Landis Invites Jurors Who Cleared Him in ‘Twilight’ Case to Preview

Times Staff Writer

The jury that found film director John Landis not guilty of manslaughter charges in the “Twilight Zone: The Movie” trial last year was invited by Landis to a special preview screening Saturday night of his new feature, “Coming to America.”

The invitation was met with mixed reviews.

Several jurors, who said Landis told them to bring as many guests as they wanted to the free show at Paramount Studios, said they were flattered by Landis’ personal offer, apparently extended to all 12 jurors and four alternates.

“I thought it was a really nice thing considering that he don’t owe us anything,” said juror Roger Aker, a pallet repairman from Downey. “I’ve decided I would wear a suit even though it’s summer.”


“I think the entire jury is coming and their family members,” said Wilbert Fisher, a retired bank official.

However, two members of the defense team in the 10-month trial, stemming from the 1982 film set deaths of actor Vic Morrow and two Vietnamese immigrant children, said Saturday that Landis’ action left a bad taste in their mouths.

“To be quite frank, what’s wrong with it is that the case from a moral point of view has never been resolved,” said attorney Harland Braun, who defended co-defendant George Folsey during the trial after representing Landis during pretrial hearings. “Even though he was not guilty of manslaughter, John Landis never got up and said, ‘Look, I feel morally responsible for the people dying even if I’m not criminally responsible.’

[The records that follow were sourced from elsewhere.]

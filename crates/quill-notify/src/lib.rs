//! # quill-notify
//!
//! Email notifications for Quillmark.
//!
//! This crate provides:
//! - The [`Mailer`] SMTP client (lettre), with a no-op dev mode when SMTP is
//!   unconfigured
//! - Plain-text [`templates`] rendered from typed structs
//! - The [`dispatcher`] task that consumes the server event bus and sends
//!   fire-and-forget mail
//!
//! Delivery is best-effort: a failed send is logged at WARN and dropped,
//! never retried. Sends never block a request.

pub mod dispatcher;
pub mod mailer;
pub mod templates;

pub use dispatcher::run_dispatcher;
pub use mailer::Mailer;
pub use templates::{NoteCreatedEmail, WelcomeEmail};
//! # quill-db
//!
//! PostgreSQL database layer for Quillmark.
//!
//! This crate provides:
//! - Connection pool management
//! - Repository implementations for users, notes, folders, tags, and shares
//! - SQL migrations (behind the `migrations` feature)
//!
//! ## Example
//!
//! ```rust,ignore
//! use quill_db::{Database, NoteRepository, CreateNoteRequest};
//!
//! #[tokio::main]
//! async fn main() -> Result<(), Box<dyn std::error::Error>> {
//!     let db = Database::connect("postgres://localhost/quill").await?;
//!
//!     let note = db.notes.insert(CreateNoteRequest {
//!         owner_id: user_id,
//!         title: "Lecture 3".to_string(),
//!         body: "Dynamic programming".to_string(),
//!         folder_id: None,
//!     }).await?;
//!
//!     println!("Created note: {}", note.id);
//!     Ok(())
//! }
//! ```
pub mod folders;
pub mod notes;
pub mod pool;
pub mod shares;
pub mod tags;
pub mod users;

// Test fixtures for integration tests
// Note: Always compiled so integration tests (in tests/) can use DEFAULT_TEST_DATABASE_URL
pub mod test_fixtures;

// Re-export core types
pub use quill_core::*;

/// Translate a unique-constraint violation into a domain conflict, leaving
/// every other error untouched.
pub fn map_unique_violation(e: Error, conflict_message: &str) -> Error {
    if e.is_unique_violation() {
        Error::Conflict(conflict_message.to_string())
    } else {
        e
    }
}

// Re-export repository implementations
pub use folders::{validate_folder_name, PgFolderRepository};
pub use notes::PgNoteRepository;
pub use pool::{create_pool, create_pool_with_config, log_pool_metrics, PoolConfig};
pub use shares::PgShareRepository;
pub use tags::{validate_tag_name, PgTagRepository};
pub use users::PgUserRepository;

/// Combined database context with all repositories.
pub struct Database {
    /// The underlying connection pool.
    pub pool: sqlx::Pool<sqlx::Postgres>,
    /// User account repository.
    pub users: PgUserRepository,
    /// Note repository for CRUD operations.
    pub notes: PgNoteRepository,
    /// Folder repository for note grouping.
    pub folders: PgFolderRepository,
    /// Tag repository for note labelling.
    pub tags: PgTagRepository,
    /// Share repository for per-note grants.
    pub shares: PgShareRepository,
}

impl Database {
    /// Create a new Database instance from a connection pool.
    pub fn new(pool: sqlx::Pool<sqlx::Postgres>) -> Self {
        Self {
            users: PgUserRepository::new(pool.clone()),
            notes: PgNoteRepository::new(pool.clone()),
            folders: PgFolderRepository::new(pool.clone()),
            tags: PgTagRepository::new(pool.clone()),
            shares: PgShareRepository::new(pool.clone()),
            pool,
        }
    }

    /// Create a new Database instance by connecting to the given URL.
    pub async fn connect(url: &str) -> Result<Self> {
        let pool = create_pool(url).await?;
        Ok(Self::new(pool))
    }

    /// Create with custom pool configuration.
    pub async fn connect_with_config(url: &str, config: PoolConfig) -> Result<Self> {
        let pool = create_pool_with_config(url, config).await?;
        Ok(Self::new(pool))
    }

    /// Run pending migrations.
    #[cfg(feature = "migrations")]
    pub async fn migrate(&self) -> Result<()> {
        sqlx::migrate!("../../migrations")
            .run(&self.pool)
            .await
            .map_err(|e| Error::Database(sqlx::Error::Migrate(Box::new(e))))?;
        Ok(())
    }

    /// Get the underlying connection pool.
    pub fn pool(&self) -> &sqlx::Pool<sqlx::Postgres> {
        &self.pool
    }
}

impl Clone for Database {
    fn clone(&self) -> Self {
        Self::new(self.pool.clone())
    }
}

“I wonder if he invited the parents of the children because they were part of the case too.”

Attorney Arnold L. Klein, who represented a third co-defendant, said Landis has “not conducted himself like a mensch (a decent and honorable person),” and added, “If Landis was convicted, there would be no free movies.”

Klein, who was not invited to the screening, continued, “There are honor rolls and merit rolls. (The prosecutor) and I are on the toilet roll.”


Deputy Dist. Atty. Lea Purwin D’Agostino, who prosecuted Landis, said: “I think the jurors would probably have preferred to have been invited to the party he threw to celebrate the one-year anniversary of the verdict rather than a screening of a movie that I understand is not very good.”

Landis could not be reached for comment.